Major exhibition surveys three decades of artist’s radical ceramics
February 14–July 26, 2026
SARATOGA SPRINGS, NY (January 13, 2026) — The Frances Young Tang Teaching Museum and Art Gallery at Skidmore College presents Kathy Butterly: Assume Yes, a major exhibition of approximately fifty works by one of the most influential and inventive sculptors working in ceramics today. On view from February 14 through July 26, 2026, the exhibition spans more than thirty years of Butterly’s practice, from early sculptures dating to the mid-1990s to recent works, offering a rare opportunity to trace the evolution of an artist who has transformed the language of contemporary ceramics.
For nearly four decades, Kathy Butterly has created striking sculptures with a powerful individuality, using clay and glaze to paint in three dimensions. Known for their small scale and extraordinary detail, her works combine technical virtuosity with humor, sensuality, and formal daring. Butterly pushes porcelain and earthenware to their expressive and physical limits, producing objects that oscillate between abstraction and the body, spontaneity and precision, seriality and difference.
Despite their modest size, Butterly’s sculptures are immersive worlds—dense with complexity, wit, and tactile intensity. Her practice reflects a sustained engagement with the histories of abstraction and color, while radically reimagining ceramics as a site of experimentation, intuition, and emotional charge.

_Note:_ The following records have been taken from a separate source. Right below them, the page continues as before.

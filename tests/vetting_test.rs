use kinect_registration::vetting::{
    AcceptAll, AutoRejectReason, Candidate, CandidateOutcome, Decision, ScriptedDecisions,
    VettingSession,
};
use kinect_registration::{PixelPoint, RegistrationConfig, RegistrationSession};

fn candidate(a: (f32, f32), b: (f32, f32)) -> Candidate {
    Candidate::new(PixelPoint::new(a.0, a.1), PixelPoint::new(b.0, b.1))
}

#[test]
fn test_first_accept_is_never_filtered() {
    // steep slope that would never pass the filter later on
    let candidates = vec![candidate((10.0, 10.0), (10.0, 470.0))];
    let mut decisions = ScriptedDecisions::new([Decision::Accept]);
    let report = VettingSession::new(&RegistrationConfig::default()).run(&candidates, &mut decisions);
    assert_eq!(report.accepted(), 1);
    assert_eq!(decisions.prompts(), 1);
    assert!(matches!(report.outcomes[0], CandidateOutcome::Accepted { .. }));
}

#[test]
fn test_candidates_before_first_accept_are_prompted() {
    let candidates = vec![
        candidate((10.0, 10.0), (10.0, 470.0)),
        candidate((100.0, 100.0), (100.0, 100.0)),
    ];
    let mut decisions = ScriptedDecisions::new([Decision::Reject, Decision::Accept]);
    let report = VettingSession::new(&RegistrationConfig::default()).run(&candidates, &mut decisions);
    assert_eq!(decisions.prompts(), 2);
    assert_eq!(report.outcomes[0], CandidateOutcome::Rejected);
    assert_eq!(report.accepted(), 1);
}

#[test]
fn test_slope_outlier_auto_rejected_without_prompt() {
    let candidates = vec![
        candidate((100.0, 100.0), (100.0, 100.0)), // slope 0
        candidate((300.0, 200.0), (300.0, 250.0)), // slope -50/640
        candidate((200.0, 150.0), (200.0, 152.0)), // slope -2/640
    ];
    let mut decisions = ScriptedDecisions::new([Decision::Accept, Decision::Accept]);
    let report = VettingSession::new(&RegistrationConfig::default()).run(&candidates, &mut decisions);

    assert_eq!(decisions.prompts(), 2);
    assert_eq!(report.accepted(), 2);
    match report.outcomes[1] {
        CandidateOutcome::AutoRejected(AutoRejectReason::SlopeOutOfRange { slope, average }) => {
            assert!((slope + 50.0 / 640.0).abs() < 1e-9);
            assert_eq!(average, 0.0);
        }
        other => panic!("unexpected outcome {:?}", other),
    }
}

#[test]
fn test_point_reuse_auto_rejected_without_prompt() {
    let candidates = vec![
        candidate((100.0, 100.0), (100.0, 100.0)),
        candidate((100.0, 100.0), (150.0, 100.0)), // same A point
        candidate((120.0, 100.0), (100.0, 100.0)), // same B point
        candidate((120.0, 300.0), (121.0, 300.0)),
    ];
    let mut decisions = ScriptedDecisions::new([Decision::Accept, Decision::Accept]);
    let report = VettingSession::new(&RegistrationConfig::default()).run(&candidates, &mut decisions);

    assert_eq!(decisions.prompts(), 2);
    assert_eq!(report.accepted(), 2);
    let reasons: Vec<_> = report.auto_rejected().collect();
    assert_eq!(reasons.len(), 2);
    assert_eq!(reasons[0], (1, &AutoRejectReason::PointReuse));
    assert_eq!(reasons[1], (2, &AutoRejectReason::PointReuse));
}

#[test]
fn test_running_average_tracks_accepted_slopes() {
    // slopes 0, -0.04 and -0.065: the third is too far from the first alone,
    // but close enough to the average of the first two
    let candidates = vec![
        candidate((100.0, 100.0), (100.0, 100.0)),
        candidate((200.0, 100.0), (200.0, 125.6)),
        candidate((300.0, 100.0), (300.0, 141.6)),
    ];
    let config = RegistrationConfig::default();
    let report = VettingSession::new(&config).run(&candidates, &mut AcceptAll);
    assert_eq!(report.accepted(), 3);

    let strict = RegistrationConfig {
        slope_tolerance: 0.01,
        ..config
    };
    let session = VettingSession::new(&strict);
    assert!(session.average_slope().is_none());
    assert!(session.screen(&candidates[2]).is_none());
    let report = session.run(&candidates, &mut AcceptAll);
    assert_eq!(report.accepted(), 1);
}

#[test]
fn test_stop_keeps_accepted() {
    let candidates = vec![
        candidate((100.0, 100.0), (100.0, 100.0)),
        candidate((200.0, 100.0), (200.0, 101.0)),
        candidate((300.0, 100.0), (300.0, 101.0)),
    ];
    let mut decisions = ScriptedDecisions::new([Decision::Accept, Decision::Stop]);
    let report = VettingSession::new(&RegistrationConfig::default()).run(&candidates, &mut decisions);
    assert!(report.stopped);
    assert_eq!(report.accepted(), 1);
    assert_eq!(report.outcomes.len(), 1);
}

#[test]
fn test_new_pass_starts_empty() {
    let candidates = vec![
        candidate((100.0, 100.0), (100.0, 100.0)),
        candidate((200.0, 100.0), (200.0, 101.0)),
    ];
    let mut session = RegistrationSession::new(RegistrationConfig::default());
    session.vet(&candidates, &mut AcceptAll);
    assert_eq!(session.correspondences().len(), 2);

    // the same points are accepted again instead of clashing with the old pass
    let report = session.vet(&candidates[..1], &mut AcceptAll);
    assert_eq!(report.accepted(), 1);
    assert_eq!(session.correspondences().len(), 1);
}
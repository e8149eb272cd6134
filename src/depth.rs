use crate::error::{RegistrationError, RegistrationResult};
use crate::types::Camera;

/// Raw samples carry an 11-bit magnitude below their flag bits.
pub const DEPTH_MASK: u16 = 0x07FF;
/// Masked value meaning "no valid reading".
pub const DEPTH_SENTINEL: u16 = 2047;

/// Fallback order when the center pixel is invalid:
/// right, left, down, up, up-left, up-right, down-left, down-right.
const NEIGHBOR_OFFSETS: [(i64, i64); 8] = [
    (1, 0),
    (-1, 0),
    (0, 1),
    (0, -1),
    (-1, -1),
    (1, -1),
    (-1, 1),
    (1, 1),
];

/// One camera's grid of raw depth samples, row major.
#[derive(Debug, Clone, PartialEq)]
pub struct DepthFrame {
    width: usize,
    height: usize,
    data: Vec<u16>,
}

impl DepthFrame {
    pub fn new(width: usize, height: usize, data: Vec<u16>) -> RegistrationResult<DepthFrame> {
        if data.len() != width * height {
            return Err(RegistrationError::FrameBufferSize {
                expected: width * height,
                actual: data.len(),
            });
        }
        Ok(DepthFrame {
            width,
            height,
            data,
        })
    }

    pub fn filled(width: usize, height: usize, raw: u16) -> DepthFrame {
        DepthFrame {
            width,
            height,
            data: vec![raw; width * height],
        }
    }

    pub fn width(&self) -> usize {
        self.width
    }

    pub fn height(&self) -> usize {
        self.height
    }

    pub fn raw(&self) -> &[u16] {
        &self.data
    }

    pub fn set_raw(&mut self, x: usize, y: usize, raw: u16) {
        self.data[y * self.width + x] = raw;
    }

    /// Masked depth at `(x, y)`, `None` outside the frame.
    #[inline]
    pub fn masked(&self, x: i64, y: i64) -> Option<u16> {
        if x < 0 || y < 0 || x as usize >= self.width || y as usize >= self.height {
            return None;
        }
        Some(self.data[y as usize * self.width + x as usize] & DEPTH_MASK)
    }

    /// Depth at `(x, y)`, falling back to the first valid 8-neighbor.
    ///
    /// Returns the sentinel when the whole 3x3 neighborhood is invalid.
    /// Neighbors outside the frame count as invalid.
    pub fn sample(&self, x: i64, y: i64) -> f32 {
        if let Some(d) = self.masked(x, y).filter(|d| *d != DEPTH_SENTINEL) {
            return d as f32;
        }
        for (dx, dy) in NEIGHBOR_OFFSETS {
            if let Some(d) = self.masked(x + dx, y + dy).filter(|d| *d != DEPTH_SENTINEL) {
                log::trace!("depth at ({}, {}) taken from ({}, {})", x, y, x + dx, y + dy);
                return d as f32;
            }
        }
        DEPTH_SENTINEL as f32
    }
}

pub fn is_sentinel(depth: f32) -> bool {
    depth >= DEPTH_SENTINEL as f32
}

/// The depth frames of both cameras for one registration pass.
#[derive(Debug, Clone)]
pub struct FramePair {
    pub a: DepthFrame,
    pub b: DepthFrame,
}

impl FramePair {
    /// Both frames must match the expected image geometry.
    pub fn new(
        a: DepthFrame,
        b: DepthFrame,
        width: usize,
        height: usize,
    ) -> RegistrationResult<FramePair> {
        for (camera, frame) in [(Camera::A, &a), (Camera::B, &b)] {
            if frame.width != width || frame.height != height {
                return Err(RegistrationError::FrameSizeMismatch {
                    camera,
                    expected_w: width,
                    expected_h: height,
                    actual_w: frame.width,
                    actual_h: frame.height,
                });
            }
        }
        Ok(FramePair { a, b })
    }

    pub fn frame(&self, camera: Camera) -> &DepthFrame {
        match camera {
            Camera::A => &self.a,
            Camera::B => &self.b,
        }
    }

    pub fn sample(&self, camera: Camera, x: i64, y: i64) -> f32 {
        self.frame(camera).sample(x, y)
    }
}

Kathy Butterly: Assume Yes is organized by Ian Berry, Dayton Director of the Tang Teaching Museum, and is presented as part of the museum’s 25th anniversary year. The exhibition builds on a long relationship between Butterly and the Tang: Berry organized a focused solo show of her work at the museum in 2006, and her work anchored The Jewel Thief exhibition in 2010. Four works by the artist held in the Tang’s permanent collection are included in the exhibition.
“I started a conversation with Kathy Butterly about her work more twenty years ago,” Berry said. “Her sculpture continues to surprise and expand, and it is an honor to bring these masterpieces together in one room. They reward close looking and sustained attention, revealing how free creativity and experimentation can continually reinvent a medium.”
The exhibition will be accompanied by the publication of a major monograph on Butterly’s work later in the spring. The catalogue features contributions by Glenn Adamson, Ian Berry, Forrest Gander, Theodora Bocanegra Lang, Nancy Princenthal, and Elena Sisto.
Public Programs
The Tang presents a series of events in conjunction with the exhibition. All are free and open to the public.
Saturday, February 14, 5 pm
Opening Reception and Conversation with the Artist
Join Dayton Director Ian Berry in conversation with Kathy Butterly to celebrate the opening of the exhibition.
Thursday, March 26, Noon
Curator’s Tour of Kathy Butterly: Assume Yes
Ian Berry leads an exhibition tour.
Thursday, April 9, 6 pm
Dunkerley Dialogue with Kathy Butterly
A public conversation between the artist and a Skidmore College faculty member (to be announced).
For updates and additional programs, visit tang.skidmore.edu.
The exhibition is free and open to the public. The Tang Teaching Museum, located on the Skidmore College campus at 815 N. Broadway in Saratoga Springs, New York, is open Tuesday–Sunday, noon–5 pm, with extended hours until 9 pm on Thursdays. For more information, call 518-580-8080 or visit tang.skidmore.edu.
About Skidmore College
Founded in 1903, Skidmore College is a highly selective, private liberal arts college of about 2,700 students located in the dynamic town of Saratoga Springs, New York. Consistently ranked as a top liberal arts college by U.S. News & World Report, The Princeton Review, Forbes, and more, Skidmore has also been recognized for its innovation, value, and sustainability efforts. Skidmore fosters academic and personal excellence — all driven by a belief that Creative Thought Matters. Its comprehensive array of opportunities encompasses more than 40 bachelor’s degree programs, including popular offerings in business, psychology, and the creative and performing arts; competitive NCAA Division III athletics; world-class facilities; and hands-on civic engagement and career development resources.
About the Tang Teaching Museum
The Tang Teaching Museum at Skidmore College is a pioneer of interdisciplinary exploration and learning. A cultural anchor of New York’s Capital Region, the Tang’s approach has become a model for college and university art museums across the country — with exhibition programs that bring together visual and performing arts with interdisciplinary ideas from history, economics, biology, dance, and physics, to name just a few. The Tang has one of the most rigorous faculty-engagement initiatives in the nation, and a robust publication and touring exhibition program that extends the museum’s reach far beyond its walls. The Tang Teaching Museum’s award-winning building, designed by architect Antoine Predock, serves as a visual metaphor for the convergence of art and ideas. The Museum is open to the public Tuesday–Sunday, noon–5 p.m., with extended hours until 9 p.m. Thursday.